YOUR OBJECTIVE: Could you filter the records below and return each line that holds "serde"?

**** DATA SHOWN ****

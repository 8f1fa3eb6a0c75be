use std::path::Path;
use std::str::FromStr;
use std::time::Duration;

use serde::Deserialize;

use crate::error::ConfigError;
use crate::models::GradingConstraints;

/// 默认配置文件路径
pub const DEFAULT_CONFIG_FILE: &str = "grading.toml";

/// 评分服务类型
#[derive(Clone, Copy, Debug, PartialEq, Eq, Deserialize)]
#[serde(rename_all = "lowercase")]
pub enum ProviderKind {
    /// 兼容 OpenAI API 的服务
    OpenAi,
    /// 本地 Ollama
    Ollama,
}

impl FromStr for ProviderKind {
    type Err = ();

    fn from_str(s: &str) -> Result<Self, Self::Err> {
        match s.trim().to_ascii_lowercase().as_str() {
            "openai" => Ok(ProviderKind::OpenAi),
            "ollama" => Ok(ProviderKind::Ollama),
            _ => Err(()),
        }
    }
}

/// 统计分档刻度
#[derive(Clone, Copy, Debug, PartialEq, Eq, Deserialize)]
#[serde(rename_all = "lowercase")]
pub enum ScaleKind {
    /// ≥9 / 7–8 / <7
    Ten,
    /// ≥90 / 70–89 / <70
    Hundred,
}

impl FromStr for ScaleKind {
    type Err = ();

    fn from_str(s: &str) -> Result<Self, Self::Err> {
        match s.trim().to_ascii_lowercase().as_str() {
            "ten" | "10" => Ok(ScaleKind::Ten),
            "hundred" | "100" => Ok(ScaleKind::Hundred),
            _ => Err(()),
        }
    }
}

/// 程序配置
#[derive(Clone, Debug, Deserialize)]
#[serde(default)]
pub struct Config {
    /// 同时评分的提交数量
    pub max_concurrent_submissions: usize,
    /// 持久化存储目录
    pub data_dir: String,
    /// 待处理提交（TOML）存放目录
    pub inbox_folder: String,
    /// 从副本数量
    pub replica_count: usize,
    /// 是否显示详细日志
    pub verbose_logging: bool,
    /// 统计分档刻度
    pub stats_scale: ScaleKind,
    // --- 评分服务配置 ---
    pub provider: ProviderKind,
    /// 单次评分调用的超时时间（秒）
    pub provider_timeout_secs: u64,
    pub llm_api_key: String,
    pub llm_api_base_url: String,
    pub llm_model_name: String,
    pub ollama_base_url: String,
    pub ollama_model_name: String,
    // --- 管理员设置的初始值 ---
    /// 首次启动时写入复制状态的评分约束
    pub grading: GradingConstraints,
    /// 每个学生的最大提交数量
    pub max_submissions_per_student: Option<u32>,
}

impl Default for Config {
    fn default() -> Self {
        Self {
            max_concurrent_submissions: 4,
            data_dir: "data".to_string(),
            inbox_folder: "inbox".to_string(),
            replica_count: 2,
            verbose_logging: false,
            stats_scale: ScaleKind::Ten,
            provider: ProviderKind::OpenAi,
            provider_timeout_secs: 60,
            llm_api_key: String::new(),
            llm_api_base_url: "https://api.groq.com/openai/v1".to_string(),
            llm_model_name: "meta-llama/llama-4-scout-17b-16e-instruct".to_string(),
            ollama_base_url: "http://localhost:11434".to_string(),
            ollama_model_name: "gemma:2b".to_string(),
            grading: GradingConstraints::default(),
            max_submissions_per_student: None,
        }
    }
}

impl Config {
    /// 加载配置：默认值 → 配置文件（`GRADING_CONFIG` 或 `grading.toml`，可选）→ 环境变量
    pub fn load() -> Result<Self, ConfigError> {
        let path = std::env::var("GRADING_CONFIG").unwrap_or_else(|_| DEFAULT_CONFIG_FILE.to_string());
        let base = if Path::new(&path).exists() {
            Self::from_file(&path)?
        } else {
            Self::default()
        };
        base.with_env_overrides()
    }

    /// 从 TOML 文件读取配置，缺省字段使用默认值
    pub fn from_file(path: &str) -> Result<Self, ConfigError> {
        let content = std::fs::read_to_string(path).map_err(|source| ConfigError::FileReadFailed {
            path: path.to_string(),
            source,
        })?;
        Self::from_toml_str(&content, path)
    }

    fn from_toml_str(content: &str, path: &str) -> Result<Self, ConfigError> {
        toml::from_str(content).map_err(|source| ConfigError::TomlParseFailed {
            path: path.to_string(),
            source,
        })
    }

    /// 使用环境变量覆盖配置
    pub fn with_env_overrides(self) -> Result<Self, ConfigError> {
        self.with_overrides(|name| std::env::var(name).ok())
    }

    fn with_overrides(mut self, lookup: impl Fn(&str) -> Option<String>) -> Result<Self, ConfigError> {
        if let Some(v) = parse_var(&lookup, "MAX_CONCURRENT_SUBMISSIONS", "usize")? {
            self.max_concurrent_submissions = v;
        }
        if let Some(v) = lookup("DATA_DIR") {
            self.data_dir = v;
        }
        if let Some(v) = lookup("INBOX_FOLDER") {
            self.inbox_folder = v;
        }
        if let Some(v) = parse_var(&lookup, "REPLICA_COUNT", "usize")? {
            self.replica_count = v;
        }
        if let Some(v) = parse_var(&lookup, "VERBOSE_LOGGING", "bool")? {
            self.verbose_logging = v;
        }
        if let Some(v) = parse_var(&lookup, "STATS_SCALE", "ten|hundred")? {
            self.stats_scale = v;
        }
        if let Some(v) = parse_var(&lookup, "GRADING_PROVIDER", "openai|ollama")? {
            self.provider = v;
        }
        if let Some(v) = parse_var(&lookup, "PROVIDER_TIMEOUT_SECS", "u64")? {
            self.provider_timeout_secs = v;
        }
        if let Some(v) = lookup("LLM_API_KEY") {
            self.llm_api_key = v;
        }
        if let Some(v) = lookup("LLM_API_BASE_URL") {
            self.llm_api_base_url = v;
        }
        if let Some(v) = lookup("LLM_MODEL_NAME") {
            self.llm_model_name = v;
        }
        if let Some(v) = lookup("OLLAMA_BASE_URL") {
            self.ollama_base_url = v;
        }
        if let Some(v) = lookup("OLLAMA_MODEL_NAME") {
            self.ollama_model_name = v;
        }
        if let Some(v) = parse_var(&lookup, "MIN_GRADE", "u32")? {
            self.grading.min_grade = v;
        }
        if let Some(v) = parse_var(&lookup, "MAX_GRADE", "u32")? {
            self.grading.max_grade = v;
        }
        if let Some(v) = parse_var(&lookup, "MAX_SUBMISSIONS_PER_STUDENT", "u32")? {
            self.max_submissions_per_student = Some(v);
        }
        Ok(self)
    }

    pub fn provider_timeout(&self) -> Duration {
        Duration::from_secs(self.provider_timeout_secs)
    }
}

fn parse_var<T: FromStr>(
    lookup: &impl Fn(&str) -> Option<String>,
    var_name: &str,
    expected_type: &str,
) -> Result<Option<T>, ConfigError> {
    match lookup(var_name) {
        None => Ok(None),
        Some(value) => value
            .parse::<T>()
            .map(Some)
            .map_err(|_| ConfigError::EnvVarParseFailed {
                var_name: var_name.to_string(),
                value,
                expected_type: expected_type.to_string(),
            }),
    }
}

#[cfg(test)]
mod tests {
    use super::*;
    use std::collections::HashMap;

    fn lookup_from(pairs: &[(&str, &str)]) -> impl Fn(&str) -> Option<String> {
        let map: HashMap<String, String> = pairs
            .iter()
            .map(|(k, v)| (k.to_string(), v.to_string()))
            .collect();
        move |name| map.get(name).cloned()
    }

    #[test]
    fn test_partial_toml_keeps_defaults() {
        let config = Config::from_toml_str(
            r#"
provider = "ollama"
max_concurrent_submissions = 8

[grading]
min_grade = 0
max_grade = 100
criteria = ["grammar", "code-style"]
"#,
            "inline",
        )
        .unwrap();

        assert_eq!(config.provider, ProviderKind::Ollama);
        assert_eq!(config.max_concurrent_submissions, 8);
        assert_eq!(config.grading.max_grade, 100);
        assert_eq!(config.grading.criteria.len(), 2);
        assert_eq!(config.data_dir, "data");
        assert_eq!(config.stats_scale, ScaleKind::Ten);
    }

    #[test]
    fn test_env_overrides() {
        let config = Config::default()
            .with_overrides(lookup_from(&[
                ("GRADING_PROVIDER", "ollama"),
                ("STATS_SCALE", "hundred"),
                ("MAX_GRADE", "100"),
                ("MAX_SUBMISSIONS_PER_STUDENT", "3"),
            ]))
            .unwrap();

        assert_eq!(config.provider, ProviderKind::Ollama);
        assert_eq!(config.stats_scale, ScaleKind::Hundred);
        assert_eq!(config.grading.max_grade, 100);
        assert_eq!(config.max_submissions_per_student, Some(3));
    }

    #[test]
    fn test_bad_env_value_is_error() {
        let err = Config::default()
            .with_overrides(lookup_from(&[("REPLICA_COUNT", "many")]))
            .unwrap_err();
        assert!(matches!(err, ConfigError::EnvVarParseFailed { ref var_name, .. } if var_name == "REPLICA_COUNT"));
    }

    #[test]
    fn test_invalid_toml_is_error() {
        assert!(matches!(
            Config::from_toml_str("provider = 3", "inline"),
            Err(ConfigError::TomlParseFailed { .. })
        ));
    }
}
//! 日志工具模块
//!
//! 提供日志初始化、格式化和输出的辅助函数
use tracing::info;
use tracing_subscriber::EnvFilter;

use crate::config::Config;
use crate::services::StatisticsSnapshot;

/// 初始化全局日志
///
/// 优先使用 `RUST_LOG`，否则根据 `verbose` 选择 `debug` 或 `info`。
/// 重复调用不会报错（测试中会多次调用）。
pub fn init(verbose: bool) {
    let default_level = if verbose { "debug" } else { "info" };
    let filter = EnvFilter::try_from_default_env().unwrap_or_else(|_| EnvFilter::new(default_level));

    let _ = tracing_subscriber::fmt()
        .with_env_filter(filter)
        .with_target(false)
        .try_init();
}

/// 记录程序启动信息
pub fn log_startup(config: &Config) {
    info!("{}", "=".repeat(60));
    info!("🚀 程序启动 - 作业评分模式");
    info!("📊 最大并发数: {}", config.max_concurrent_submissions);
    info!("🤖 评分服务: {:?}", config.provider);
    info!("💾 数据目录: {} (从副本 {} 个)", config.data_dir, config.replica_count);
    info!("{}", "=".repeat(60));
}

/// 记录提交加载信息
///
/// # 参数
/// - `total`: 提交总数
/// - `max_concurrent`: 最大并发数
pub fn log_submissions_loaded(total: usize, max_concurrent: usize) {
    info!("✓ 找到 {} 个待评分的提交", total);
    info!("📋 最多同时评分 {} 个", max_concurrent);
}

/// 打印最终统计信息
///
/// # 参数
/// - `success`: 评分成功数量
/// - `failed`: 失败数量（包括兜底结果）
/// - `snapshot`: 全部反馈的统计快照
pub fn print_final_stats(success: usize, failed: usize, snapshot: &StatisticsSnapshot) {
    info!("\n{}", "=".repeat(60));
    info!("📊 全部处理完成统计");
    info!(
        "完成时间: {}",
        chrono::Local::now().format("%Y-%m-%d %H:%M:%S")
    );
    info!("{}", "=".repeat(60));
    info!("✅ 成功: {}/{}", success, success + failed);
    info!("❌ 失败: {}", failed);
    info!("{}", "─".repeat(60));
    info!("📈 有效反馈: {}，平均分: {:.2}", snapshot.total, snapshot.average_grade);
    info!(
        "🏷️ 分档 (≥{} / ≥{} / 其他): {} / {} / {}",
        snapshot.scale.high_min,
        snapshot.scale.middle_min,
        snapshot.buckets.high,
        snapshot.buckets.middle,
        snapshot.buckets.low
    );
    for (grade, count) in &snapshot.grade_distribution {
        info!("   {:>3} 分: {}", grade, count);
    }
    for (problem, count) in snapshot.top_problems(5) {
        info!("   🔸 {} ({} 次)", truncate_text(problem, 50), count);
    }
    info!("{}", "=".repeat(60));
}

/// 截断长文本用于日志显示
///
/// # 参数
/// - `text`: 原始文本
/// - `max_len`: 最大长度（字符数）
///
/// # 返回
/// 返回截断后的文本
pub fn truncate_text(text: &str, max_len: usize) -> String {
    if text.chars().count() > max_len {
        text.chars().take(max_len).collect::<String>() + "..."
    } else {
        text.to_string()
    }
}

****

YOUR RESPONSE:
use serde::Deserialize;
#[serde(rename_all = "lowercase")]
#[serde(rename_all = "lowercase")]
#[serde(default)]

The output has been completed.